Input for this task ->
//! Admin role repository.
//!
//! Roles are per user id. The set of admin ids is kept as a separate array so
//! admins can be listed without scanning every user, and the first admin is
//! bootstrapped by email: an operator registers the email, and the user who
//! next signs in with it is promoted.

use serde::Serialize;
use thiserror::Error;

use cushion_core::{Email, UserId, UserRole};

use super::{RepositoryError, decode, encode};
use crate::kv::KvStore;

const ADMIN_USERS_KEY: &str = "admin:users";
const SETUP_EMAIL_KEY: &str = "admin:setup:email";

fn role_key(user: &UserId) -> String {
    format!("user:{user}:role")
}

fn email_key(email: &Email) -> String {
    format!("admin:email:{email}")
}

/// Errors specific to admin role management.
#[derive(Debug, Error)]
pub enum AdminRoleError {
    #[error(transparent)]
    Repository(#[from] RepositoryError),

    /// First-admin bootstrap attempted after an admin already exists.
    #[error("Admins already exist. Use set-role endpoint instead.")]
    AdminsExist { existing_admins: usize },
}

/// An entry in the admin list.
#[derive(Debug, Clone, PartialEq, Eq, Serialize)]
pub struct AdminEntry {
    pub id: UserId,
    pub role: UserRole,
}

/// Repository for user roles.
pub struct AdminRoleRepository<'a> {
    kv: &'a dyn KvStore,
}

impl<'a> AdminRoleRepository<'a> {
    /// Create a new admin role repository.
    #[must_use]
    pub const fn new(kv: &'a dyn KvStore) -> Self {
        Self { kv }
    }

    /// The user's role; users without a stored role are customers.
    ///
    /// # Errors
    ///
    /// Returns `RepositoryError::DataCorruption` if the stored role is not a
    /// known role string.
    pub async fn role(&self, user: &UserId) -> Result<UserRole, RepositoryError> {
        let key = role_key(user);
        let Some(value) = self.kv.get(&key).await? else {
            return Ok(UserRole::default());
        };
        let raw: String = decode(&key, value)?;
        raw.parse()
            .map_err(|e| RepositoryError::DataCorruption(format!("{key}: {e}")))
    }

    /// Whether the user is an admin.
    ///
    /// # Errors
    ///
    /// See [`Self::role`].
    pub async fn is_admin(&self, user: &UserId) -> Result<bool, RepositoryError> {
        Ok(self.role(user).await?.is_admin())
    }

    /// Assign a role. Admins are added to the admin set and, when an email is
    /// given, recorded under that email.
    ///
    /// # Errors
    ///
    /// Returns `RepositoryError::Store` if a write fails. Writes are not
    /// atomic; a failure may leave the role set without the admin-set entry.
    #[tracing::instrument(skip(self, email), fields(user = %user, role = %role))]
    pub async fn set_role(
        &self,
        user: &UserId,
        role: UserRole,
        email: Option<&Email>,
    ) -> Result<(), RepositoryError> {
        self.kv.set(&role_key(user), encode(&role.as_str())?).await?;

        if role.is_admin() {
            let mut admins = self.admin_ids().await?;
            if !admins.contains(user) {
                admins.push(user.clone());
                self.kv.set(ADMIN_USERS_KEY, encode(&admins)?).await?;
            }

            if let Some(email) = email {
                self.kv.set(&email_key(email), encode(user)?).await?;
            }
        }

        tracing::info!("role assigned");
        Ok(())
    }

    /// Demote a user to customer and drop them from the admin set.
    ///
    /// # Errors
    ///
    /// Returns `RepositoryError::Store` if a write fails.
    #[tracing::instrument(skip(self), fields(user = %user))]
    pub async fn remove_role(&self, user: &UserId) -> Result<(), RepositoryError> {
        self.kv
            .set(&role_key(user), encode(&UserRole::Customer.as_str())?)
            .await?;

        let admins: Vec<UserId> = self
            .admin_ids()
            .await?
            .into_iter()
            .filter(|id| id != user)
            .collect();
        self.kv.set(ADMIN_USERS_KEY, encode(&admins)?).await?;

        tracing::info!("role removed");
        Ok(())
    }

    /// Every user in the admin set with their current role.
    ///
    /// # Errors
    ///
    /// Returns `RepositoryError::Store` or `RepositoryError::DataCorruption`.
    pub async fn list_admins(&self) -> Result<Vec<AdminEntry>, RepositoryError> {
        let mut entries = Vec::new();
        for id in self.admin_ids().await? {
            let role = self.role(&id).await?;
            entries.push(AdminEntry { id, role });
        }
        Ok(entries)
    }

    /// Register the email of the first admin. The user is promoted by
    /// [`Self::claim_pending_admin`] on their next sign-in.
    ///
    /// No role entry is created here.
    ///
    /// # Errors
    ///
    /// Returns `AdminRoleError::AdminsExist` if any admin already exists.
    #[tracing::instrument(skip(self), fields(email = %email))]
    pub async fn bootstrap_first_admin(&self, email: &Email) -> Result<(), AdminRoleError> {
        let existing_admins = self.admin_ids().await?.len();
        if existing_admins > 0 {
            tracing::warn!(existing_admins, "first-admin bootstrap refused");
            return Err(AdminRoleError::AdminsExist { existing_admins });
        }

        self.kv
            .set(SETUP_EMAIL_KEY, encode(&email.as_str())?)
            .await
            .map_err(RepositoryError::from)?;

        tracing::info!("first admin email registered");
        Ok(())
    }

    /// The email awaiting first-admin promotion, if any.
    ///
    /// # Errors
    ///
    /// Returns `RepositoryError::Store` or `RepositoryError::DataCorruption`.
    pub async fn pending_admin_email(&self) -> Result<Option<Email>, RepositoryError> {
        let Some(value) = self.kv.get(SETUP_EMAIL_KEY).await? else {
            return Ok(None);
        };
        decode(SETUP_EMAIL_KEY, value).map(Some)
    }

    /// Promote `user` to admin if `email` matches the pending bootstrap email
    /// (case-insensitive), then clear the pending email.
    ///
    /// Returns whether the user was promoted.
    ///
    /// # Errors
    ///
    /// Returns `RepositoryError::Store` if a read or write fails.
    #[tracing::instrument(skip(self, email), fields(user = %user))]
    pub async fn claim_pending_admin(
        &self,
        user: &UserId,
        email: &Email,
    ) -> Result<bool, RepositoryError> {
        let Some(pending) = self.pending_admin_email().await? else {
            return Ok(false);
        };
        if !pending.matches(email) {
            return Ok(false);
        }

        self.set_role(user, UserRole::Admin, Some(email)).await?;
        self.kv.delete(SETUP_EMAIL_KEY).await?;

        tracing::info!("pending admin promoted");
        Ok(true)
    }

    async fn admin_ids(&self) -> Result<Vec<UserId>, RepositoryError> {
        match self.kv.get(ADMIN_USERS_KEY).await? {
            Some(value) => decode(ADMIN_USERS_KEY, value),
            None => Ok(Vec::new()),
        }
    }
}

Problem description -> Among the lines above, find the one with "the admin list." and the one with "Writes are not". Quote both and everything between them, exactly.

Written response ->
/// An entry in the admin list.
#[derive(Debug, Clone, PartialEq, Eq, Serialize)]
pub struct AdminEntry {
    pub id: UserId,
    pub role: UserRole,
}

/// Repository for user roles.
pub struct AdminRoleRepository<'a> {
    kv: &'a dyn KvStore,
}

impl<'a> AdminRoleRepository<'a> {
    /// Create a new admin role repository.
    #[must_use]
    pub const fn new(kv: &'a dyn KvStore) -> Self {
        Self { kv }
    }

    /// The user's role; users without a stored role are customers.
    ///
    /// # Errors
    ///
    /// Returns `RepositoryError::DataCorruption` if the stored role is not a
    /// known role string.
    pub async fn role(&self, user: &UserId) -> Result<UserRole, RepositoryError> {
        let key = role_key(user);
        let Some(value) = self.kv.get(&key).await? else {
            return Ok(UserRole::default());
        };
        let raw: String = decode(&key, value)?;
        raw.parse()
            .map_err(|e| RepositoryError::DataCorruption(format!("{key}: {e}")))
    }

    /// Whether the user is an admin.
    ///
    /// # Errors
    ///
    /// See [`Self::role`].
    pub async fn is_admin(&self, user: &UserId) -> Result<bool, RepositoryError> {
        Ok(self.role(user).await?.is_admin())
    }

    /// Assign a role. Admins are added to the admin set and, when an email is
    /// given, recorded under that email.
    ///
    /// # Errors
    ///
    /// Returns `RepositoryError::Store` if a write fails. Writes are not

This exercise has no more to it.